UPDATE 4/5  We have $1178 in donations towards the $2000 we need. THANK YOU!

All donations are always greatly appreciated.

Our weather is very warm already, with afternoon temperatures in the 80’s. The horses are shedding and a few already ask to be hosed off while I am filling the water tanks.






What your donations accomplish:

Journey’s End Ranch Animal Sanctuary is housed on Cathy’s 24 acres at no cost to the sanctuary. She also pays the utilities. Therefore, all donations go directly to the animals’ care, with the exception of some office supplies and a very small amount of advertising. Cathy does not get paid for the work she does, caring for the animals alone with very little outside help,  despite serious health challenges. Cathy does much of the vetting and the hoof trimming, too.

$30.00 will feed the numerous wild quail, doves, rabbits and ravens we feed for a month.

$20.00 will feed Rambeau, the Barbados sheep, for a month. It will also buy a new hoof rasp for the horse’s hoof trimming, which Cathy does herself.
$15 will buy a 50# sack of the hay pellets that Knickers and Warrior require, as they are old & missing teeth.

$15.00 also buys a 100# bale of hay. We use 2.5-3 bales a day to feed 10 burros and 13 horses.

$30.00 buys a bucket of the vitamin mineral supplement the equines get and will last 3 weeks.

$40.00 will supply a burro with hay for a month.

$80.00 buys enough hay to feed a horse for a month.

$125.00 will cover a ranch call when we need the vet to come (not very often, as good management is the best medicine). We do need our vet for a yearly inspection to keep our rescue license.
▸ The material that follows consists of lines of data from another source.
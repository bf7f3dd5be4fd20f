//! Pure Yew view components for the timer UI.
//!
//! These components hold no timer state; they render from props and report
//! clicks through callbacks.

use crate::hooks::TimeField;
use std::rc::Rc;
use timer_widget::config::QUICK_PRESET_MINUTES;
use timer_widget::format::format_stopwatch;
use timer_widget::{LapRow, Mode};
use yew::prelude::*;

#[derive(Properties, PartialEq)]
pub struct TabBarProps {
    pub active: Mode,
    pub on_select: Callback<Mode>,
}

#[function_component(TabBar)]
pub fn tab_bar(props: &TabBarProps) -> Html {
    let tab = |mode: Mode, label: &'static str| {
        let on_select = props.on_select.clone();
        let selected = props.active == mode;
        html! {
            <button
                id={format!("tab-{}", mode)}
                class="tab"
                role="tab"
                aria-selected={selected.to_string()}
                aria-controls={format!("panel-{}", mode)}
                onclick={Callback::from(move |_| on_select.emit(mode))}
            >
                { label }
            </button>
        }
    };

    html! {
        <div class="tabs" role="tablist" aria-label="Timer Tabs">
            { tab(Mode::Stopwatch, "Stopwatch") }
            { tab(Mode::Countdown, "Countdown") }
        </div>
    }
}

#[derive(Properties, PartialEq)]
pub struct StopwatchReadoutProps {
    /// `HH:MM:SS.cc`
    pub text: String,
}

/// Big stopwatch readout with the hundredths rendered smaller.
#[function_component(StopwatchReadout)]
pub fn stopwatch_readout(props: &StopwatchReadoutProps) -> Html {
    let (clock, centis) = props
        .text
        .split_once('.')
        .unwrap_or((props.text.as_str(), "00"));
    html! {
        <div id="sw-readout" class="readout" aria-live="off">
            { clock }{ "." }<span class="ms">{ centis }</span>
        </div>
    }
}

#[derive(Properties, PartialEq)]
pub struct LapListProps {
    /// Newest first.
    pub rows: Rc<Vec<LapRow>>,
    /// `HH:MM:SS.cc`
    pub total: String,
}

/// Renders the lap table: lap number, split, and running total.
#[function_component(LapList)]
pub fn lap_list(props: &LapListProps) -> Html {
    html! {
        <div class="laps" aria-live="off">
            <div class="laps-header">
                <span>{ "Laps" }</span>
                <span id="sw-total" aria-label="Total elapsed">{ format!("Total: {}", props.total) }</span>
            </div>
            <div id="lap-list" class="lap-list" aria-label="Lap list">
                { props.rows.iter().map(render_lap_row).collect::<Html>() }
            </div>
        </div>
    }
}

fn render_lap_row(row: &LapRow) -> Html {
    html! {
        <div class="lap-item" key={row.number}>
            <span>{ format!("#{}", row.number) }</span>
            <strong>{ format_stopwatch(row.split) }</strong>
            <span>{ format_stopwatch(row.total) }</span>
        </div>
    }
}

#[derive(Properties, PartialEq)]
pub struct TimeFieldInputProps {
    pub id: &'static str,
    pub label: &'static str,
    pub placeholder: &'static str,
    pub text: String,
    pub oninput: Callback<InputEvent>,
    pub onblur: Callback<FocusEvent>,
    pub onkeydown: Callback<KeyboardEvent>,
}

impl TimeFieldInputProps {
    pub fn for_field(
        id: &'static str,
        label: &'static str,
        placeholder: &'static str,
        field: &TimeField,
    ) -> Self {
        Self {
            id,
            label,
            placeholder,
            text: field.text.clone(),
            oninput: field.oninput.clone(),
            onblur: field.onblur.clone(),
            onkeydown: field.onkeydown.clone(),
        }
    }
}

#[function_component(TimeFieldInput)]
pub fn time_field_input(props: &TimeFieldInputProps) -> Html {
    html! {
        <input
            id={props.id}
            class="time-input"
            type="text"
            inputmode="numeric"
            pattern="[0-9]*"
            aria-label={props.label}
            placeholder={props.placeholder}
            autocomplete="off"
            value={props.text.clone()}
            oninput={props.oninput.clone()}
            onblur={props.onblur.clone()}
            onkeydown={props.onkeydown.clone()}
        />
    }
}

#[derive(Properties, PartialEq)]
pub struct QuickPresetsProps {
    /// Receives the preset length in minutes.
    pub on_pick: Callback<u64>,
}

#[function_component(QuickPresets)]
pub fn quick_presets(props: &QuickPresetsProps) -> Html {
    html! {
        <div class="quick-chips" aria-label="Quick set">
            { QUICK_PRESET_MINUTES.iter().map(|&minutes| {
                let on_pick = props.on_pick.clone();
                html! {
                    <button class="chip" key={minutes}
                        onclick={Callback::from(move |_| on_pick.emit(minutes))}>
                        { format!("{} min", minutes) }
                    </button>
                }
            }).collect::<Html>() }
        </div>
    }
}

/// Keyboard hint under the stopwatch controls.
#[function_component(ShortcutHelp)]
pub fn shortcut_help() -> Html {
    html! {
        <p class="helper">
            <span class="kb">
                <span class="kbd">{ "Space" }</span>{ " Start/Pause " }
                <span class="kbd">{ "L" }</span>{ " Lap " }
                <span class="kbd">{ "R" }</span>{ " Reset" }
            </span>
        </p>
    }
}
150.00 will cover the cost of a dental for one equine.

*If you want an inspirational story suitable for children, Poco says he has more books available.*


Wishing everyone a very Happy Easter!


Cathy & the Gang


Categories : News


  1. jackie carroll says:

    Just leaving you a note to say ‘thank you’ from all of us for all you do for your gang. Wish we lived nearer so we could visit over the fence. Please take care. Love from my gang to yours and me to you

  2. Cathy says:

    thank you, Jackie, me too! Love to you and all the critters at Picked On Pony Farm!